Aim of the exercise
Scan the entries for lines with the word "HttpRequest", then copy those lines.

Provided records
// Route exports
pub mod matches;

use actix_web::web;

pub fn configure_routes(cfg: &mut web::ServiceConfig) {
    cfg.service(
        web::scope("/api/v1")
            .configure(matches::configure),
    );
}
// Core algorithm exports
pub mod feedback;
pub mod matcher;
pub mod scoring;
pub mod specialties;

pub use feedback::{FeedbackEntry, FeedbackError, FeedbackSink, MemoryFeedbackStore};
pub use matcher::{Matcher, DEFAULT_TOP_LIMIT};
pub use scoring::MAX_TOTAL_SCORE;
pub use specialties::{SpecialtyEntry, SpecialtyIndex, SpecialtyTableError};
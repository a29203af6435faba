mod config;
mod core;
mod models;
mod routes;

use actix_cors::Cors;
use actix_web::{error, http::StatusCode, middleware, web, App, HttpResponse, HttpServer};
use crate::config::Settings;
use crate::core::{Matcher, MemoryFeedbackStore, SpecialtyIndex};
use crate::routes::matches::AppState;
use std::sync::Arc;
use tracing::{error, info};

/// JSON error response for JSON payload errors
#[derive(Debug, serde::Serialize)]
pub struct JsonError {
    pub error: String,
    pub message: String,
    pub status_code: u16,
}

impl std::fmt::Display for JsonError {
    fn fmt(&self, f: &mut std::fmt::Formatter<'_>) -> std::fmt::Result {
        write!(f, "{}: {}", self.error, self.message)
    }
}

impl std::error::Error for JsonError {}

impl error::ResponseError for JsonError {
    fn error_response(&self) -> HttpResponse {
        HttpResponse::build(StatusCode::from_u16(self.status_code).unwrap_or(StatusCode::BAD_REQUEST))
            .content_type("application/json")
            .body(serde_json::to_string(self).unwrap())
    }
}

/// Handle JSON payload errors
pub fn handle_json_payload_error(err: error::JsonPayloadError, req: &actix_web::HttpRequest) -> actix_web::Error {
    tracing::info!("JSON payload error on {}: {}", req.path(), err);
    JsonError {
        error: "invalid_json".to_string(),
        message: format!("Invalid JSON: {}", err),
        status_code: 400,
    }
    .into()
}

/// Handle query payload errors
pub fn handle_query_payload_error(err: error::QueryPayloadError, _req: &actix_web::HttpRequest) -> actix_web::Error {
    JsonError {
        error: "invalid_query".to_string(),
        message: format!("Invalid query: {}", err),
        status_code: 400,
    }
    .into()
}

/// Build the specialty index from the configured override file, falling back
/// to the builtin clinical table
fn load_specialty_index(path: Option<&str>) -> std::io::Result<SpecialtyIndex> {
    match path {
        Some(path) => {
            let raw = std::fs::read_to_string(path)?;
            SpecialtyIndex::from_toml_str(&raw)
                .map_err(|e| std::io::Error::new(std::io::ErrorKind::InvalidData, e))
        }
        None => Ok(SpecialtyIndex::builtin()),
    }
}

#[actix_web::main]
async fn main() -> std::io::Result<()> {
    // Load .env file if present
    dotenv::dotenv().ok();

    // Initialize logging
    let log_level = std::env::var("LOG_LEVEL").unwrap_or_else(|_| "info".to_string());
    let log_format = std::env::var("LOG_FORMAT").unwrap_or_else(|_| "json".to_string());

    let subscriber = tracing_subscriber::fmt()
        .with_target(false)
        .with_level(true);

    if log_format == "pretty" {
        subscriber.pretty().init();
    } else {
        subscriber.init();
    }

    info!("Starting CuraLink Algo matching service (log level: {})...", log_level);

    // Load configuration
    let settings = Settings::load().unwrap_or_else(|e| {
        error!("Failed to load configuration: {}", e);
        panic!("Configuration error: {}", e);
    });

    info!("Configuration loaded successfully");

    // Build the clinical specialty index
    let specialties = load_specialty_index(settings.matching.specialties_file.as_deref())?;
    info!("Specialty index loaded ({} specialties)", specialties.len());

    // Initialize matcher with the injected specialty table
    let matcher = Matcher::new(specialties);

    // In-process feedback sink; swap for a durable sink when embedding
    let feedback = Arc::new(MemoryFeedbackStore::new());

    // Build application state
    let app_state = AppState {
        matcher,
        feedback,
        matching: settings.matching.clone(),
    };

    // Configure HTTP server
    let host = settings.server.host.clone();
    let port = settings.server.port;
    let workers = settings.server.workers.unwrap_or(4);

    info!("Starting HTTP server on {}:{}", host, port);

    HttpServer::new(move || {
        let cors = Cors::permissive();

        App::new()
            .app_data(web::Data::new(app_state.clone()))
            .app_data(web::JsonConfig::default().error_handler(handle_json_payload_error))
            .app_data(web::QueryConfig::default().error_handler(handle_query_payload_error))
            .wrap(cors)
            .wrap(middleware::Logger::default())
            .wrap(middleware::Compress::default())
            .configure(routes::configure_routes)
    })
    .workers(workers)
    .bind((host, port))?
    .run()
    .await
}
--
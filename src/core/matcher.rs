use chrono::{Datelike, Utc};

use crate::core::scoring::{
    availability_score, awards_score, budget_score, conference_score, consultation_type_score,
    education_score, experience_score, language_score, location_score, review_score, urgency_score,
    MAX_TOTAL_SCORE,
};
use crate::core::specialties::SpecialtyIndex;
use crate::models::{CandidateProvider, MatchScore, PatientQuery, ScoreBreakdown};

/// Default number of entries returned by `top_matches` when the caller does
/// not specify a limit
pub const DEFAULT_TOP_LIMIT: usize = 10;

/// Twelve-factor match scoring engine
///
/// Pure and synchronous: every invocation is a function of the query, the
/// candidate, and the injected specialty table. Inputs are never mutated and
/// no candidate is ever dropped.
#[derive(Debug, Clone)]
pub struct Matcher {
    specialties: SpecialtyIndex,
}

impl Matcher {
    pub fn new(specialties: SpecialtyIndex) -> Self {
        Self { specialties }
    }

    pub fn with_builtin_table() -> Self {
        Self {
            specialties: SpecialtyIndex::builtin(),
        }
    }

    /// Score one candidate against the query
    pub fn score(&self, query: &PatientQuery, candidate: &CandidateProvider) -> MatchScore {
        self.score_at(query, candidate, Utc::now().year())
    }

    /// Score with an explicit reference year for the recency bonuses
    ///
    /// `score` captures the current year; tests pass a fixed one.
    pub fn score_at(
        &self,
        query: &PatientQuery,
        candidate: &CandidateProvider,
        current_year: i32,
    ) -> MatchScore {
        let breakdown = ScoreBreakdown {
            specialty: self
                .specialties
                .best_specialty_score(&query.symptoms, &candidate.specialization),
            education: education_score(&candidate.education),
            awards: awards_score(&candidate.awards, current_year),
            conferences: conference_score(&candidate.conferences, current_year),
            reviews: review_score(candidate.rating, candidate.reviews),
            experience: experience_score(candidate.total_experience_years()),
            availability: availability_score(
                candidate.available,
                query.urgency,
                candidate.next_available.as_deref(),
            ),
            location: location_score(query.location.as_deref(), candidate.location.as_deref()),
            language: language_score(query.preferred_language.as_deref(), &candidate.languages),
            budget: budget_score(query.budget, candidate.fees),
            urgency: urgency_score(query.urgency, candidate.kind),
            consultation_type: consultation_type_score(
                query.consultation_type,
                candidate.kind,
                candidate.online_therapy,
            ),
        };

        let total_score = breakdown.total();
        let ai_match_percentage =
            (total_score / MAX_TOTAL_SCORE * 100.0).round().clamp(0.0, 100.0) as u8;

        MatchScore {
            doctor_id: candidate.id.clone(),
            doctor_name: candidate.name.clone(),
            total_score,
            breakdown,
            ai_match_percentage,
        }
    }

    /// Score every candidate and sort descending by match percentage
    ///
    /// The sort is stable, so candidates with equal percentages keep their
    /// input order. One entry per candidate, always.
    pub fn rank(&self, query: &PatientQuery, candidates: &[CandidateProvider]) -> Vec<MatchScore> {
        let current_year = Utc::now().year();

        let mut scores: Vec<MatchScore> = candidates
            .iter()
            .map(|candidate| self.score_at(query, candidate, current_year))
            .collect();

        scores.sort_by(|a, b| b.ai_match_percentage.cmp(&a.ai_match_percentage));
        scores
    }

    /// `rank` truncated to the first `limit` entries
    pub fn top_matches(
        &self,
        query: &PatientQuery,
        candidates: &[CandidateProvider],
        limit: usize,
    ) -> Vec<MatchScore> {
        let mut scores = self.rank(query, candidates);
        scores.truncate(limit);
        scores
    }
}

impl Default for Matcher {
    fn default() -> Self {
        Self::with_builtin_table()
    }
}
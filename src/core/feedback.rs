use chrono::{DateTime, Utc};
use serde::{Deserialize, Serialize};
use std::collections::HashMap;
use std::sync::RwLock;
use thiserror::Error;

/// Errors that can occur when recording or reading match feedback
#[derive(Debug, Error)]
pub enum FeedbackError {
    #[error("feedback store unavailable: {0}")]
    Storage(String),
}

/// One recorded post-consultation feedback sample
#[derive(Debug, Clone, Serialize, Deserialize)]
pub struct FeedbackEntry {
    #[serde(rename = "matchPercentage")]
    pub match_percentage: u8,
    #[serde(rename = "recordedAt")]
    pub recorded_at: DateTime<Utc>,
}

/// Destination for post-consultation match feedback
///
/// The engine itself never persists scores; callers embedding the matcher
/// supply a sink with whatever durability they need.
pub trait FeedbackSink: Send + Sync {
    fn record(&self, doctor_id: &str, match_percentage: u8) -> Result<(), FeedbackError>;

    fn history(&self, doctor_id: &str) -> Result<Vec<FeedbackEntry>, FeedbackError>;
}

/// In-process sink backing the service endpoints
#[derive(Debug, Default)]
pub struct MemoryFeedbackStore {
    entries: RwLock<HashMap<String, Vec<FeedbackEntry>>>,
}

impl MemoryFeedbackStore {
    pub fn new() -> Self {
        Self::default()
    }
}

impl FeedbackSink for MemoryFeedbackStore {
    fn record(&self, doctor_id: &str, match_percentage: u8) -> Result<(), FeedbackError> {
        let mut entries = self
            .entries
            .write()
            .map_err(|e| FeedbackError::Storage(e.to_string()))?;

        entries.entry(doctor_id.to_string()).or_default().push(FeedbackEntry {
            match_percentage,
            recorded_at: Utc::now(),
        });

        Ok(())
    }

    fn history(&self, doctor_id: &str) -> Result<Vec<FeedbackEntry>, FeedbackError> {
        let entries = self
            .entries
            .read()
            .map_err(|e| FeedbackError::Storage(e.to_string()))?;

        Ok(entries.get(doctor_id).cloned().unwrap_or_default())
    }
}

Exercise output
pub fn handle_json_payload_error(err: error::JsonPayloadError, req: &actix_web::HttpRequest) -> actix_web::Error {
pub fn handle_query_payload_error(err: error::QueryPayloadError, _req: &actix_web::HttpRequest) -> actix_web::Error {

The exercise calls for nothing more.